Tekst |
In het jaar Een duizend achthonderd en zesenveertig, den Twaalfden der maand Julij zijn voor ons Willem Roelof van der Weide, Burgemeester, plaatsvervangend Ambtenaar van den Burgerlijken Stand der Stad Dockum, Provincie Friesland, gecompareerd:
Martinus Harmens Visser, oud zesentwintig jaren, blijkens het hierbij overlegde geboorte extract sub.A, dewelke aan zijne verpligtingen tot den dienst der Nationale Militie heeft voldaan, blijkens certificaat afgegeven door de Heer Staatsraad Gouverneur dezer provincie op den drieentwintigsten Junij dezes jaars, hierbij overgelegd sub B, koopman van beroep, geboren te Harlingen en wonende te Dockum, meerderjarige zoon van Harmen Visser, inlandsche kramer en Elisabeth Timans, echtelieden woonachtig te Dockum, hierbij tegenwoordig en gevende hun toestemming tot dit huwelijk, Bruidegom ter eenre: en
Geertruida Woltrink, oud twee en dertig jaren, blijkens het hierbij overgelegde geboorte extract sub C, winkeliersche, geboren te Kollum en wonende te Dockum, Weduwe van Franciscus Flierl, alhier ter stede overleden, blijkens extract uit het register voor de aangaven van overlijden hierbij overgelegd sub D, meerderjarige dochter van Anthon Woltrink, koopman en Ida Boekholt, echtelieden, woonachtig te Dockum, Bruid ter andere zijde.
Dewelke ons verzocht hebben het door hen voorgenomen Huwelijk te voltrekken waarvan de afkondigingen alhier voor de hoofddeur van het Stadshuis hebben plaats gehad op Zondagen den achtentwintigsten Junij en den vijfden dag dezer maand, telkens de 'svoormiddags half twaalf uren.
Geene verhindering tegen het gemelde huwelijk ter onzer kennisse zijnde gebragt hebben wij aan hun lieder verzoek voldaan.
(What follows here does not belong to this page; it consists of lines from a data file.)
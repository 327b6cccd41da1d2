//! Persisted records: bookings, per-day inventory and per-day rates.

use chrono::{DateTime, NaiveDate, Utc};
use common::{BookingId, DateRange, Money};
use serde::{Deserialize, Serialize};

use crate::StoreError;

/// Lifecycle state of a booking. `Cancelled` is terminal.
#[derive(Debug, Clone, Copy, PartialEq, Eq, Hash, Serialize, Deserialize)]
#[serde(rename_all = "lowercase")]
pub enum BookingStatus {
    Confirmed,
    Cancelled,
}

impl BookingStatus {
    /// Column value used by the SQL store.
    pub fn as_str(&self) -> &'static str {
        match self {
            BookingStatus::Confirmed => "confirmed",
            BookingStatus::Cancelled => "cancelled",
        }
    }
}

impl std::fmt::Display for BookingStatus {
    fn fmt(&self, f: &mut std::fmt::Formatter<'_>) -> std::fmt::Result {
        f.write_str(self.as_str())
    }
}

impl std::str::FromStr for BookingStatus {
    type Err = StoreError;

    fn from_str(s: &str) -> Result<Self, Self::Err> {
        match s {
            "confirmed" => Ok(BookingStatus::Confirmed),
            "cancelled" => Ok(BookingStatus::Cancelled),
            other => Err(StoreError::Corrupt(format!("unknown booking status '{other}'"))),
        }
    }
}

/// A reservation of one space for every day of `range`.
///
/// Bookings are never deleted; cancelling only flips the status.
#[derive(Debug, Clone, PartialEq, Eq, Serialize, Deserialize)]
pub struct Booking {
    pub id: BookingId,
    pub range: DateRange,
    pub status: BookingStatus,
    pub created_at: DateTime<Utc>,
    pub updated_at: DateTime<Utc>,
}

impl Booking {
    /// A new confirmed booking with a fresh ID.
    pub fn confirmed(range: DateRange) -> Self {
        let now = Utc::now();
        Self {
            id: BookingId::new(),
            range,
            status: BookingStatus::Confirmed,
            created_at: now,
            updated_at: now,
        }
    }

    pub fn is_confirmed(&self) -> bool {
        self.status == BookingStatus::Confirmed
    }

    pub fn cancel(&mut self) {
        self.status = BookingStatus::Cancelled;
        self.updated_at = Utc::now();
    }

    pub fn reschedule(&mut self, range: DateRange) {
        self.range = range;
        self.updated_at = Utc::now();
    }
}

/// Capacity and occupancy for a single day.
#[derive(Debug, Clone, Copy, PartialEq, Eq, Serialize, Deserialize)]
pub struct DayInventory {
    pub date: NaiveDate,
    pub total_spaces: i32,
    pub reserved_spaces: i32,
}

impl DayInventory {
    /// A day with nothing reserved yet.
    pub fn empty(date: NaiveDate, total_spaces: i32) -> Self {
        Self {
            date,
            total_spaces,
            reserved_spaces: 0,
        }
    }

    pub fn available_spaces(&self) -> i32 {
        self.total_spaces - self.reserved_spaces
    }

    pub fn is_full(&self) -> bool {
        self.reserved_spaces >= self.total_spaces
    }
}

/// Price of parking for a single day.
#[derive(Debug, Clone, Copy, PartialEq, Eq, Serialize, Deserialize)]
pub struct DayRate {
    pub date: NaiveDate,
    pub price: Money,
}

/// Rows inserted by a seeding run.
#[derive(Debug, Clone, Copy, Default, PartialEq, Eq)]
pub struct SeedReport {
    pub inventory_inserted: u64,
    pub rates_inserted: u64,
}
Waarna wij hun in het openbaar hebben afgevraagd, of zij elkander aannemen tot echtgenooten en getrouwelijk alle de pligten zullen vervullen, welke door de wet aan den huwelijken Staat verbonden zijn; hetwelk door hunlieden met Ja beantwoord zijnde, hebben wij in naam der wet uitspraak gedaan, dat zij door den echt aan elkander verbonden zijn.
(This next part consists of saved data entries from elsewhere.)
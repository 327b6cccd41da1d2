//! HTTP route handlers.

pub mod bookings;
pub mod inventory;
pub mod ops;
pub mod params;
//! Currency amounts.

use serde::{Deserialize, Serialize};

/// Money amount represented in cents to avoid floating point issues.
#[derive(Debug, Clone, Copy, PartialEq, Eq, PartialOrd, Ord, Hash, Serialize, Deserialize)]
#[serde(transparent)]
pub struct Money {
    /// Amount in cents (e.g., 1500 = 15.00)
    cents: i64,
}

impl Money {
    /// Creates a new Money amount from cents.
    pub fn from_cents(cents: i64) -> Self {
        Self { cents }
    }

    /// Returns the amount in cents.
    pub fn cents(&self) -> i64 {
        self.cents
    }

    /// Returns the whole-unit portion.
    pub fn major(&self) -> i64 {
        self.cents / 100
    }

    /// Returns the cents portion (remainder after whole units).
    pub fn cents_part(&self) -> i64 {
        self.cents.abs() % 100
    }

    pub fn is_negative(&self) -> bool {
        self.cents < 0
    }
}

impl std::fmt::Display for Money {
    fn fmt(&self, f: &mut std::fmt::Formatter<'_>) -> std::fmt::Result {
        let sign = if self.is_negative() { "-" } else { "" };
        write!(f, "{sign}{}.{:02}", self.major().abs(), self.cents_part())
    }
}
Gedaan in tegenwoordigheid van Bote Schaafsma, oud negen en veertig jaren, Stadsbode, Johannes Schelwald, oud negen en vijftig jaren en Johannes Veltkamp, oud negen en veertig jaren, beide dienaars van politie en justitie en Harmanus Liezenberg, oudvier en dertig jaren, horologie hersteller, allen wonende te Dockum, als ten dezen verzochte getuigen en zijnde geen bloed- of aanverwanten van de comparanten echtgenooten.
En is hiervan door ons opgemaakt deze akte welke na voorlezing door de comparanten echtgenooten, benevens des bruidegoms Vader en de getuigen met ons is onderteekend, verklarende de moeder van den bruidegom niet te kunnen teekenen als hebbende geen schrijven geleerd.